Choose Your Hopper

Choose Your Hopper

The mechanism which holds your paintballs prior to firing is known as the hopper. Hoppers can be critical in whether or not your team or you as an individual are successful in your paintball missions. There are several types of hoppers, each with different mechanisms used to drop the ball and each with different capacities.

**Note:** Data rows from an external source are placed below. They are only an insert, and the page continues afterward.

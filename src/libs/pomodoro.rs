//! Pomodoro countdown state.
//!
//! The timer alternates between a focus interval and a break interval and is
//! advanced by [`Pomodoro::tick`], once per second by the caller:
//!
//! ```text
//! Focus(t > 0) -> Focus(t - 1)
//! Focus(0)     -> Break(break_secs)    completed_focus += 1
//! Break(t > 0) -> Break(t - 1)
//! Break(0)     -> Focus(focus_secs)
//! ```
//!
//! Ticks are ignored while paused. Nothing here is persisted.

use std::fmt;

use super::config::PomodoroConfig;

#[derive(Debug, Clone, Copy, PartialEq, Eq)]
pub enum Phase {
    Focus,
    Break,
}

impl fmt::Display for Phase {
    fn fmt(&self, f: &mut fmt::Formatter<'_>) -> fmt::Result {
        match self {
            Phase::Focus => f.write_str("Focus"),
            Phase::Break => f.write_str("Break"),
        }
    }
}

/// What a tick did, so the caller can react to phase changes.
#[derive(Debug, Clone, Copy, PartialEq, Eq)]
pub enum TickEvent {
    Paused,
    Counting,
    FocusCompleted,
    BreakCompleted,
}

#[derive(Debug, Clone, PartialEq, Eq)]
pub struct Pomodoro {
    focus_secs: u32,
    break_secs: u32,
    phase: Phase,
    remaining: u32,
    running: bool,
    completed_focus: u32,
}

impl Pomodoro {
    pub fn new(focus_secs: u32, break_secs: u32) -> Self {
        Pomodoro {
            focus_secs,
            break_secs,
            phase: Phase::Focus,
            remaining: focus_secs,
            running: false,
            completed_focus: 0,
        }
    }

    pub fn from_config(config: &PomodoroConfig) -> Self {
        Pomodoro::new(config.focus_minutes.saturating_mul(60), config.break_minutes.saturating_mul(60))
    }

    pub fn phase(&self) -> Phase {
        self.phase
    }

    pub fn remaining(&self) -> u32 {
        self.remaining
    }

    pub fn is_running(&self) -> bool {
        self.running
    }

    pub fn completed_focus(&self) -> u32 {
        self.completed_focus
    }

    pub fn focus_secs(&self) -> u32 {
        self.focus_secs
    }

    pub fn start(&mut self) {
        self.running = true;
    }

    pub fn pause(&mut self) {
        self.running = false;
    }

    /// Start when paused, pause when running.
    pub fn toggle(&mut self) {
        self.running = !self.running;
    }

    /// Back to a full focus interval, stopped. The completed count is kept.
    pub fn reset(&mut self) {
        self.phase = Phase::Focus;
        self.remaining = self.focus_secs;
        self.running = false;
    }

    pub fn tick(&mut self) -> TickEvent {
        if !self.running {
            return TickEvent::Paused;
        }

        if self.remaining > 0 {
            self.remaining -= 1;
            return TickEvent::Counting;
        }

        match self.phase {
            Phase::Focus => {
                self.completed_focus += 1;
                self.phase = Phase::Break;
                self.remaining = self.break_secs;
                TickEvent::FocusCompleted
            }
            Phase::Break => {
                self.phase = Phase::Focus;
                self.remaining = self.focus_secs;
                TickEvent::BreakCompleted
            }
        }
    }

    /// Remaining time as `MM:SS`.
    pub fn display(&self) -> String {
        format_clock(self.remaining)
    }
}

pub fn format_clock(seconds: u32) -> String {
    format!("{:02}:{:02}", seconds / 60, seconds % 60)
}

#[cfg(test)]
mod tests {
    use super::*;

    #[test]
    fn test_from_config_saturates_huge_minutes() {
        let timer = Pomodoro::from_config(&PomodoroConfig {
            focus_minutes: 80_000_000,
            break_minutes: 5,
        });
        assert_eq!(timer.focus_secs(), u32::MAX);
        assert_eq!(timer.remaining(), u32::MAX);
    }

    #[test]
    fn test_from_config_converts_minutes() {
        let timer = Pomodoro::from_config(&PomodoroConfig::default());
        assert_eq!(timer.focus_secs(), 25 * 60);
        assert_eq!(timer.display(), "25:00");
    }

    #[test]
    fn test_focus_counts_down_then_switches_to_break() {
        let mut timer = Pomodoro::new(2, 1);
        timer.start();
        assert_eq!(timer.tick(), TickEvent::Counting);
        assert_eq!(timer.tick(), TickEvent::Counting);
        assert_eq!(timer.remaining(), 0);
        assert_eq!(timer.phase(), Phase::Focus);

        assert_eq!(timer.tick(), TickEvent::FocusCompleted);
        assert_eq!(timer.phase(), Phase::Break);
        assert_eq!(timer.remaining(), 1);
        assert_eq!(timer.completed_focus(), 1);
    }

    #[test]
    fn test_break_returns_to_focus() {
        let mut timer = Pomodoro::new(1, 1);
        timer.start();
        timer.tick();
        timer.tick();
        timer.tick();
        assert_eq!(timer.phase(), Phase::Break);
        assert_eq!(timer.tick(), TickEvent::Counting);
        assert_eq!(timer.tick(), TickEvent::BreakCompleted);
        assert_eq!(timer.phase(), Phase::Focus);
        assert_eq!(timer.remaining(), 1);
    }

    #[test]
    fn test_pause_freezes_countdown() {
        let mut timer = Pomodoro::new(10, 5);
        timer.start();
        timer.tick();
        timer.pause();
        assert_eq!(timer.tick(), TickEvent::Paused);
        assert_eq!(timer.remaining(), 9);
        timer.toggle();
        assert!(timer.is_running());
    }

    #[test]
    fn test_reset_from_break() {
        let mut timer = Pomodoro::new(1, 3);
        timer.start();
        timer.tick();
        timer.tick();
        assert_eq!(timer.phase(), Phase::Break);

        timer.reset();
        assert_eq!(timer.phase(), Phase::Focus);
        assert_eq!(timer.remaining(), 1);
        assert!(!timer.is_running());
        assert_eq!(timer.completed_focus(), 1);
    }

    #[test]
    fn test_display_format() {
        let timer = Pomodoro::from_config(&PomodoroConfig::default());
        assert_eq!(timer.display(), "25:00");
        assert_eq!(format_clock(61), "01:01");
    }
}
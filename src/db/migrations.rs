//! Versioned schema migrations.
//!
//! The schema history is the [`MIGRATIONS`] table below: each entry is an SQL
//! batch tagged with a version. Applied versions are recorded in the
//! `migrations` table. Everything pending runs in one transaction, so a
//! failing batch leaves the schema at its previous version.
//!
//! ```rust
//! use neetplan::db::migrations::{migrate, schema_version, MigrationManager};
//! use rusqlite::Connection;
//!
//! let mut conn = Connection::open_in_memory()?;
//! migrate(&mut conn)?;
//! assert_eq!(schema_version(&conn)?, MigrationManager::new().latest_version());
//! # Ok::<(), anyhow::Error>(())
//! ```

use crate::libs::messages::Message;
use crate::{msg_debug, msg_error};
use anyhow::{Context, Result};
use rusqlite::{params, Connection, OptionalExtension};

const CREATE_MIGRATIONS_TABLE: &str = "CREATE TABLE IF NOT EXISTS migrations (
    version INTEGER NOT NULL PRIMARY KEY,
    name TEXT NOT NULL,
    applied_at TIMESTAMP DEFAULT CURRENT_TIMESTAMP
)";

struct Migration {
    version: u32,
    name: &'static str,
    sql: &'static str,
}

/// Append only. Versions ascend without gaps.
const MIGRATIONS: &[Migration] = &[
    Migration {
        version: 1,
        name: "create_tasks_and_settings",
        sql: "CREATE TABLE IF NOT EXISTS tasks (
                id TEXT NOT NULL PRIMARY KEY,
                subject_id TEXT NOT NULL,
                chapter_id TEXT NOT NULL,
                date DATE NOT NULL,
                duration INTEGER NOT NULL,
                task_type TEXT NOT NULL,
                priority TEXT NOT NULL,
                is_completed BOOLEAN NOT NULL DEFAULT FALSE,
                created_at TIMESTAMP DEFAULT CURRENT_TIMESTAMP
            );
            CREATE TABLE IF NOT EXISTS settings (
                id INTEGER PRIMARY KEY CHECK (id = 1),
                start_date DATE NOT NULL,
                end_date DATE NOT NULL,
                daily_hours INTEGER NOT NULL
            );
            CREATE INDEX IF NOT EXISTS idx_tasks_date ON tasks(date);
            CREATE INDEX IF NOT EXISTS idx_tasks_chapter ON tasks(subject_id, chapter_id);",
    },
    Migration {
        version: 2,
        name: "add_chapter_progress",
        sql: "CREATE TABLE IF NOT EXISTS chapter_progress (
                subject_id TEXT NOT NULL,
                chapter_id TEXT NOT NULL,
                is_ncert_read BOOLEAN NOT NULL DEFAULT FALSE,
                is_video_watched BOOLEAN NOT NULL DEFAULT FALSE,
                is_practice_done BOOLEAN NOT NULL DEFAULT FALSE,
                revision_count INTEGER NOT NULL DEFAULT 0,
                updated_at TIMESTAMP DEFAULT CURRENT_TIMESTAMP,
                PRIMARY KEY (subject_id, chapter_id)
            );",
    },
    // Per-subject breakdown is a JSON array in `scores`.
    Migration {
        version: 3,
        name: "add_test_scores",
        sql: "CREATE TABLE IF NOT EXISTS test_scores (
                id TEXT NOT NULL PRIMARY KEY,
                date DATE NOT NULL,
                kind TEXT NOT NULL,
                scores TEXT NOT NULL,
                remarks TEXT,
                created_at TIMESTAMP DEFAULT CURRENT_TIMESTAMP
            );
            CREATE INDEX IF NOT EXISTS idx_test_scores_date ON test_scores(date);",
    },
    Migration {
        version: 4,
        name: "add_mistakes",
        sql: "CREATE TABLE IF NOT EXISTS mistakes (
                id TEXT NOT NULL PRIMARY KEY,
                subject_id TEXT NOT NULL,
                chapter_id TEXT NOT NULL,
                content TEXT NOT NULL,
                solution TEXT,
                priority TEXT NOT NULL,
                created_at DATETIME NOT NULL,
                is_resolved BOOLEAN NOT NULL DEFAULT FALSE,
                revision_count INTEGER NOT NULL DEFAULT 0,
                last_revised DATETIME
            );
            CREATE INDEX IF NOT EXISTS idx_mistakes_chapter ON mistakes(subject_id, chapter_id);",
    },
    Migration {
        version: 5,
        name: "add_sessions_and_achievements",
        sql: "CREATE TABLE IF NOT EXISTS study_sessions (
                id INTEGER PRIMARY KEY,
                date DATE NOT NULL,
                minutes INTEGER NOT NULL,
                recorded_at TIMESTAMP DEFAULT CURRENT_TIMESTAMP
            );
            CREATE TABLE IF NOT EXISTS achievements (
                key TEXT NOT NULL PRIMARY KEY,
                unlocked_at DATETIME NOT NULL
            );
            CREATE INDEX IF NOT EXISTS idx_study_sessions_date ON study_sessions(date);",
    },
];

/// A row of the `migrations` table.
#[derive(Debug, Clone, PartialEq, Eq)]
pub struct AppliedMigration {
    pub version: u32,
    pub name: String,
    pub applied_at: String,
}

pub struct MigrationManager {
    migrations: &'static [Migration],
}

impl MigrationManager {
    pub fn new() -> Self {
        MigrationManager { migrations: MIGRATIONS }
    }

    /// Applies every migration newer than the recorded version and returns how many ran.
    pub fn run(&self, conn: &mut Connection) -> Result<usize> {
        conn.execute(CREATE_MIGRATIONS_TABLE, [])?;

        let current = self.current_version(conn)?;
        let pending: Vec<&Migration> = self.migrations.iter().filter(|m| m.version > current).collect();
        if pending.is_empty() {
            msg_debug!(Message::DatabaseUpToDate);
            return Ok(0);
        }
        msg_debug!(Message::MigrationsFound(pending.len()));

        let tx = conn.transaction()?;
        for migration in &pending {
            msg_debug!(Message::RunningMigration(migration.version, migration.name.to_string()));

            let applied = tx
                .execute_batch(migration.sql)
                .and_then(|_| {
                    tx.execute(
                        "INSERT INTO migrations (version, name) VALUES (?1, ?2)",
                        params![migration.version, migration.name],
                    )
                })
                .with_context(|| format!("migration {} ({})", migration.version, migration.name));

            if let Err(e) = applied {
                msg_error!(Message::MigrationFailed(migration.version, format!("{:#}", e)));
                return Err(e);
            }
            msg_debug!(Message::MigrationCompleted(migration.version));
        }
        tx.commit()?;

        msg_debug!(Message::AllMigrationsCompleted);
        Ok(pending.len())
    }

    /// Highest applied version; zero on a fresh database.
    pub fn current_version(&self, conn: &Connection) -> Result<u32> {
        let has_table = conn
            .query_row(
                "SELECT 1 FROM sqlite_master WHERE type = 'table' AND name = 'migrations'",
                [],
                |_| Ok(()),
            )
            .optional()?
            .is_some();
        if !has_table {
            return Ok(0);
        }

        let version: Option<u32> = conn.query_row("SELECT MAX(version) FROM migrations", [], |row| row.get(0))?;
        Ok(version.unwrap_or(0))
    }

    pub fn latest_version(&self) -> u32 {
        self.migrations.last().map_or(0, |m| m.version)
    }

    pub fn is_applied(&self, conn: &Connection, version: u32) -> Result<bool> {
        Ok(self.current_version(conn)? >= version && version > 0)
    }

    /// Applied migrations, oldest first.
    pub fn history(&self, conn: &Connection) -> Result<Vec<AppliedMigration>> {
        let mut stmt = conn.prepare("SELECT version, name, applied_at FROM migrations ORDER BY version")?;
        let rows = stmt
            .query_map([], |row| {
                Ok(AppliedMigration {
                    version: row.get(0)?,
                    name: row.get(1)?,
                    applied_at: row.get(2)?,
                })
            })?
            .collect::<rusqlite::Result<Vec<_>>>()?;
        Ok(rows)
    }
}

impl Default for MigrationManager {
    fn default() -> Self {
        Self::new()
    }
}

/// Brings `conn` up to the latest schema.
pub fn migrate(conn: &mut Connection) -> Result<()> {
    MigrationManager::new().run(conn).map(|_| ())
}

pub fn schema_version(conn: &Connection) -> Result<u32> {
    MigrationManager::new().current_version(conn)
}

/// `true` while migrations are pending.
pub fn is_outdated(conn: &Connection) -> Result<bool> {
    let manager = MigrationManager::new();
    Ok(manager.current_version(conn)? < manager.latest_version())
}

#[cfg(test)]
mod tests {
    use super::*;

    #[test]
    fn test_versions_ascend_without_gaps() {
        for (i, migration) in MIGRATIONS.iter().enumerate() {
            assert_eq!(migration.version as usize, i + 1, "{}", migration.name);
        }
    }

    #[test]
    fn test_fresh_connection_is_version_zero() {
        let conn = Connection::open_in_memory().unwrap();
        assert_eq!(schema_version(&conn).unwrap(), 0);
        assert!(is_outdated(&conn).unwrap());
    }

    #[test]
    fn test_second_run_applies_nothing() {
        let mut conn = Connection::open_in_memory().unwrap();
        let manager = MigrationManager::new();
        assert_eq!(manager.run(&mut conn).unwrap(), MIGRATIONS.len());
        assert_eq!(manager.run(&mut conn).unwrap(), 0);
    }
}
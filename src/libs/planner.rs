//! Study plan generation and the planner controller.
//!
//! [`PlanGenerator`] turns a study window into one theory task and one practice
//! task per curriculum chapter. The window is split at the theory deadline:
//!
//! ```text
//! start_date ........ theory_end ........ end_date
//! |  theory tasks    |   practice tasks   |
//! theory_end = min(theory_deadline, end_date)
//! ```
//!
//! Each task lands on a uniformly random day inside its phase, both ends
//! inclusive. The random source is injected so callers can seed it.
//!
//! Tasks are written to the [`TaskStore`] one at a time, in curriculum order.
//! The first failing write halts the run; tasks written before it stay in the
//! store. After a successful run the complete task list is reloaded from the
//! store rather than merged in memory.
//!
//! [`StudyPlanner`] is the state object the CLI drives: it owns the current
//! settings, the working task list and both stores, and reloads the task list
//! after every mutation.

use chrono::{Duration, NaiveDate};
use rand::Rng;
use tracing::{debug, error, info};

use super::config::ExamConfig;
use super::curriculum::CurriculumProvider;
use super::error::{PlannerError, Result};
use super::settings::StudySettings;
use super::task::{NewTask, Priority, StudyTask, TaskType};

/// Persistence for study tasks.
pub trait TaskStore {
    /// Stores `task` under a freshly generated id and returns the stored record.
    fn add_task(&mut self, task: &NewTask) -> Result<StudyTask>;
    fn list_tasks(&self) -> Result<Vec<StudyTask>>;
    fn update_task_status(&mut self, id: &str, completed: bool) -> Result<()>;
    fn delete_task(&mut self, id: &str) -> Result<()>;
}

/// Persistence for the study window settings.
pub trait SettingsStore {
    /// `None` until settings have been saved once.
    fn get_settings(&self) -> Result<Option<StudySettings>>;
    fn save_settings(&mut self, settings: &StudySettings) -> Result<()>;
}

/// Phase boundaries derived from a validated study window.
#[derive(Debug, Clone, Copy, PartialEq, Eq)]
pub struct PlanPhases {
    pub start_date: NaiveDate,
    pub theory_end: NaiveDate,
    pub end_date: NaiveDate,
}

impl PlanPhases {
    pub fn new(settings: &StudySettings, exam: &ExamConfig) -> Self {
        PlanPhases {
            start_date: settings.start_date,
            theory_end: exam.theory_deadline.min(settings.end_date),
            end_date: settings.end_date,
        }
    }

    /// Days available for theory. Zero when the window opens after the theory deadline.
    pub fn theory_days(&self) -> i64 {
        (self.theory_end - self.start_date).num_days().max(0)
    }

    /// Days available for practice; never negative because `theory_end <= end_date`.
    pub fn practice_days(&self) -> i64 {
        (self.end_date - self.theory_end).num_days()
    }

    pub fn theory_date<R: Rng>(&self, rng: &mut R) -> NaiveDate {
        self.start_date + Duration::days(rng.random_range(0..=self.theory_days()))
    }

    pub fn practice_date<R: Rng>(&self, rng: &mut R) -> NaiveDate {
        self.theory_end + Duration::days(rng.random_range(0..=self.practice_days()))
    }
}

/// Result of a successful generation run.
#[derive(Debug, Clone)]
pub struct GeneratedPlan {
    /// Settings as saved, after validation and capping.
    pub settings: StudySettings,
    pub phases: PlanPhases,
    /// Number of tasks this run created.
    pub created: usize,
    /// Full task list reloaded from the store.
    pub tasks: Vec<StudyTask>,
}

pub struct PlanGenerator<'a, C: CurriculumProvider + ?Sized> {
    curriculum: &'a C,
    exam: ExamConfig,
}

impl<'a, C: CurriculumProvider + ?Sized> PlanGenerator<'a, C> {
    pub fn new(curriculum: &'a C, exam: ExamConfig) -> Self {
        PlanGenerator { curriculum, exam }
    }

    /// Saves `request` and schedules the whole curriculum inside it.
    ///
    /// # Errors
    ///
    /// - `ValidationFailure` if the window is invalid for `today`; nothing is written.
    /// - `PersistenceFailure` if settings cannot be saved; no task is generated.
    /// - `PersistenceFailure` from the first failing task insert; earlier inserts remain.
    pub fn generate<T, S, R>(
        &self,
        request: &StudySettings,
        today: NaiveDate,
        tasks: &mut T,
        settings_store: &mut S,
        rng: &mut R,
    ) -> Result<GeneratedPlan>
    where
        T: TaskStore + ?Sized,
        S: SettingsStore + ?Sized,
        R: Rng,
    {
        let settings = request.validated(today, &self.exam)?;

        if let Err(e) = settings_store.save_settings(&settings) {
            error!(error = %e, "saving study settings failed; plan not generated");
            return Err(e);
        }

        let phases = PlanPhases::new(&settings, &self.exam);
        info!(
            start = %phases.start_date,
            theory_end = %phases.theory_end,
            end = %phases.end_date,
            chapters = self.curriculum.total_chapters(),
            "generating study plan"
        );

        let mut created = 0;
        for subject in self.curriculum.subjects() {
            for chapter in &subject.chapters {
                let theory = NewTask::new(&subject.id, &chapter.id, phases.theory_date(rng), TaskType::Theory)
                    .with_priority(Priority::High);
                self.persist(tasks, &theory, created)?;
                created += 1;

                let practice = NewTask::new(&subject.id, &chapter.id, phases.practice_date(rng), TaskType::Practice)
                    .with_priority(Priority::High);
                self.persist(tasks, &practice, created)?;
                created += 1;
            }
        }

        info!(created, "study plan generated");

        Ok(GeneratedPlan {
            settings,
            phases,
            created,
            tasks: tasks.list_tasks()?,
        })
    }

    fn persist<T: TaskStore + ?Sized>(&self, tasks: &mut T, task: &NewTask, created: usize) -> Result<()> {
        match tasks.add_task(task) {
            Ok(stored) => {
                debug!(id = %stored.id, subject = %stored.subject_id, chapter = %stored.chapter_id, date = %stored.date, kind = %stored.task_type, "task scheduled");
                Ok(())
            }
            Err(e) => {
                error!(error = %e, created, subject = %task.subject_id, chapter = %task.chapter_id, "task insert failed; generation halted");
                Err(e)
            }
        }
    }
}

/// Planner state: settings plus the working task list, backed by two stores.
pub struct StudyPlanner<T: TaskStore, S: SettingsStore> {
    tasks_store: T,
    settings_store: S,
    exam: ExamConfig,
    settings: StudySettings,
    tasks: Vec<StudyTask>,
}

impl<T: TaskStore, S: SettingsStore> StudyPlanner<T, S> {
    /// Loads settings (or defaults) and the task list.
    pub fn load(tasks_store: T, settings_store: S, exam: ExamConfig, today: NaiveDate) -> Result<Self> {
        let settings = settings_store
            .get_settings()?
            .unwrap_or_else(|| StudySettings::defaults(today, &exam));
        let tasks = tasks_store.list_tasks()?;

        Ok(StudyPlanner {
            tasks_store,
            settings_store,
            exam,
            settings,
            tasks,
        })
    }

    pub fn settings(&self) -> &StudySettings {
        &self.settings
    }

    pub fn tasks(&self) -> &[StudyTask] {
        &self.tasks
    }

    pub fn exam(&self) -> &ExamConfig {
        &self.exam
    }

    pub fn tasks_on(&self, date: NaiveDate) -> Vec<&StudyTask> {
        self.tasks.iter().filter(|t| t.date == date).collect()
    }

    pub fn task(&self, id: &str) -> Option<&StudyTask> {
        self.tasks.iter().find(|t| t.id == id)
    }

    /// Runs the generator and replaces the working list with the store's contents.
    pub fn generate_auto_plan<C, R>(
        &mut self,
        curriculum: &C,
        request: &StudySettings,
        today: NaiveDate,
        rng: &mut R,
    ) -> Result<GeneratedPlan>
    where
        C: CurriculumProvider + ?Sized,
        R: Rng,
    {
        let generator = PlanGenerator::new(curriculum, self.exam);
        let outcome = generator.generate(request, today, &mut self.tasks_store, &mut self.settings_store, rng);

        // Settings may have been saved even when a task insert failed.
        if let Ok(Some(saved)) = self.settings_store.get_settings() {
            self.settings = saved;
        }
        self.reload()?;

        outcome
    }

    pub fn add_manual_task(&mut self, task: NewTask) -> Result<StudyTask> {
        if task.duration < 1 {
            return Err(PlannerError::validation(format!("duration must be at least one hour, got {}", task.duration)));
        }
        let stored = self.tasks_store.add_task(&task)?;
        self.reload()?;
        Ok(stored)
    }

    pub fn set_task_completed(&mut self, id: &str, completed: bool) -> Result<()> {
        self.tasks_store.update_task_status(id, completed)?;
        self.reload()
    }

    /// Flips completion of task `id`; returns the new state.
    pub fn toggle_task(&mut self, id: &str) -> Result<bool> {
        let completed = !self
            .task(id)
            .ok_or_else(|| PlannerError::NotFound(format!("task {}", id)))?
            .is_completed;
        self.set_task_completed(id, completed)?;
        Ok(completed)
    }

    pub fn delete_task(&mut self, id: &str) -> Result<()> {
        self.tasks_store.delete_task(id)?;
        self.reload()
    }

    fn reload(&mut self) -> Result<()> {
        self.tasks = self.tasks_store.list_tasks()?;
        Ok(())
    }
}

#[cfg(test)]
mod tests {
    use super::*;
    use crate::libs::curriculum::{Chapter, Curriculum, Subject};
    use rand::rngs::StdRng;
    use rand::SeedableRng;

    #[derive(Default)]
    struct VecStore {
        tasks: Vec<StudyTask>,
        settings: Option<StudySettings>,
        next_id: usize,
    }

    impl TaskStore for VecStore {
        fn add_task(&mut self, task: &NewTask) -> Result<StudyTask> {
            self.next_id += 1;
            let stored = task.clone().into_task(self.next_id.to_string());
            self.tasks.push(stored.clone());
            Ok(stored)
        }

        fn list_tasks(&self) -> Result<Vec<StudyTask>> {
            Ok(self.tasks.clone())
        }

        fn update_task_status(&mut self, id: &str, completed: bool) -> Result<()> {
            let task = self
                .tasks
                .iter_mut()
                .find(|t| t.id == id)
                .ok_or_else(|| PlannerError::NotFound(id.to_string()))?;
            task.is_completed = completed;
            Ok(())
        }

        fn delete_task(&mut self, id: &str) -> Result<()> {
            self.tasks.retain(|t| t.id != id);
            Ok(())
        }
    }

    impl SettingsStore for VecStore {
        fn get_settings(&self) -> Result<Option<StudySettings>> {
            Ok(self.settings)
        }

        fn save_settings(&mut self, settings: &StudySettings) -> Result<()> {
            self.settings = Some(*settings);
            Ok(())
        }
    }

    fn date(y: i32, m: u32, d: u32) -> NaiveDate {
        NaiveDate::from_ymd_opt(y, m, d).unwrap()
    }

    fn small_curriculum() -> Curriculum {
        Curriculum::new(vec![Subject::new(
            "physics",
            "Physics",
            "blue",
            vec![Chapter::new("p1", "Kinematics"), Chapter::new("p2", "Optics")],
        )])
    }

    #[test]
    fn test_phases_cap_theory_end_at_deadline() {
        let exam = ExamConfig::default();
        let phases = PlanPhases::new(&StudySettings::new(date(2025, 2, 1), date(2025, 4, 20), 6), &exam);
        assert_eq!(phases.theory_end, date(2025, 4, 1));
        assert_eq!(phases.theory_days(), 59);
        assert_eq!(phases.practice_days(), 19);
    }

    #[test]
    fn test_phases_when_window_starts_after_deadline() {
        let exam = ExamConfig::default();
        let phases = PlanPhases::new(&StudySettings::new(date(2025, 4, 10), date(2025, 4, 20), 6), &exam);
        assert_eq!(phases.theory_days(), 0);
        let mut rng = StdRng::seed_from_u64(3);
        assert_eq!(phases.theory_date(&mut rng), date(2025, 4, 10));
    }

    #[test]
    fn test_generate_covers_every_chapter_twice() {
        let curriculum = small_curriculum();
        let generator = PlanGenerator::new(&curriculum, ExamConfig::default());
        let mut tasks = VecStore::default();
        let mut settings = VecStore::default();
        let mut rng = StdRng::seed_from_u64(42);

        let plan = generator
            .generate(
                &StudySettings::new(date(2025, 2, 1), date(2025, 4, 20), 6),
                date(2025, 1, 1),
                &mut tasks,
                &mut settings,
                &mut rng,
            )
            .unwrap();

        assert_eq!(plan.created, 4);
        assert_eq!(plan.tasks.len(), 4);
        assert!(plan.tasks.iter().all(|t| t.priority == Priority::High));
        assert_eq!(settings.settings, Some(plan.settings));
    }

    #[test]
    fn test_same_seed_same_dates() {
        let curriculum = small_curriculum();
        let generator = PlanGenerator::new(&curriculum, ExamConfig::default());
        let request = StudySettings::new(date(2025, 2, 1), date(2025, 4, 20), 6);

        let run = |seed| {
            let mut tasks = VecStore::default();
            let mut settings = VecStore::default();
            let mut rng = StdRng::seed_from_u64(seed);
            generator
                .generate(&request, date(2025, 1, 1), &mut tasks, &mut settings, &mut rng)
                .unwrap()
                .tasks
                .into_iter()
                .map(|t| t.date)
                .collect::<Vec<_>>()
        };

        assert_eq!(run(7), run(7));
    }

    #[test]
    fn test_toggle_flips_only_target() {
        let curriculum = small_curriculum();
        let mut planner =
            StudyPlanner::load(VecStore::default(), VecStore::default(), ExamConfig::default(), date(2025, 1, 1))
                .unwrap();
        let mut rng = StdRng::seed_from_u64(1);
        planner
            .generate_auto_plan(
                &curriculum,
                &StudySettings::new(date(2025, 2, 1), date(2025, 4, 20), 6),
                date(2025, 1, 1),
                &mut rng,
            )
            .unwrap();

        let target = planner.tasks()[1].id.clone();
        assert!(planner.toggle_task(&target).unwrap());

        for task in planner.tasks() {
            assert_eq!(task.is_completed, task.id == target);
        }
    }

    #[test]
    fn test_load_uses_default_settings_when_none_saved() {
        let planner =
            StudyPlanner::load(VecStore::default(), VecStore::default(), ExamConfig::default(), date(2025, 1, 10))
                .unwrap();
        assert_eq!(planner.settings().start_date, date(2025, 1, 10));
        assert_eq!(planner.settings().end_date, date(2025, 5, 4));
        assert_eq!(planner.settings().daily_hours, 6);
    }
}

Gravity feed hoppers operate exactly as the name suggests, and are the original paintball hopper. The paintballs are stored in a compartment that consist only of a plastic holding container and a lid. The hopper is connected to the body of the gun by a feed tube, which is only enough to allow one ball at a time to drop down in front of the bolt. The sides of the hopper are all sloped so that balls naturally slide down to the area where the feeder tube is. Although the simple design and the cheap materials used for gravity feed hoppers make them the most inexpensive form of hopper out there, they do have several disadvantages. The first is that balls tend to get stuck in groups that jam up at the top of the tube. Although this problem can be taken care of by shaking the gun about, then breaking up the group and allowing the ball to fall down the tube, it creates problems of its own. First of all, the shooter loses some valuable seconds trying to get a ball down. As all players know, this time is all that is needed for an opposing player to take you down or for you to miss an important shot. Shaking the balls around may also break them if the ball casement is weak, resulting in a jamming situation that might effect your whole gun, not to mention your usefulness in the rest of the match.

Stick Feed hoppers are located parallel to the barrel and the balls are held in a line. In order to load the balls, players need to rock the ball forward and then bring the sights to bear for the shot. A more useful model of stick feed is the vertical one, but these models can be outlawed at certain tournaments.

Force-feed hoppers are the most popular loaders among paintball hobbyists. Most of these pros have guns which potential would be wasted if they were to use gravity as the primary loading mechanism (not to mention them themselves would be wasted by their opponents!). Force feeders have feed systems that will force balls into the gun, and grab the ball and load it instead of just mixing the balls up. Electronic models are especially useful as they can keep track of the number of rounds left in the hopper.

Agitating hoppers utilize a propeller to keep the balls from jamming up at the top of the feed tube. These hoppers still operate using gravity to bring the ball down, but the risk of having a jam is lessened. These were the first type of hoppers to be equipped with high-tech devices which would keep the shooter from firing without a ball in the chamber. This cuts down on battery usage as well as gas in older models.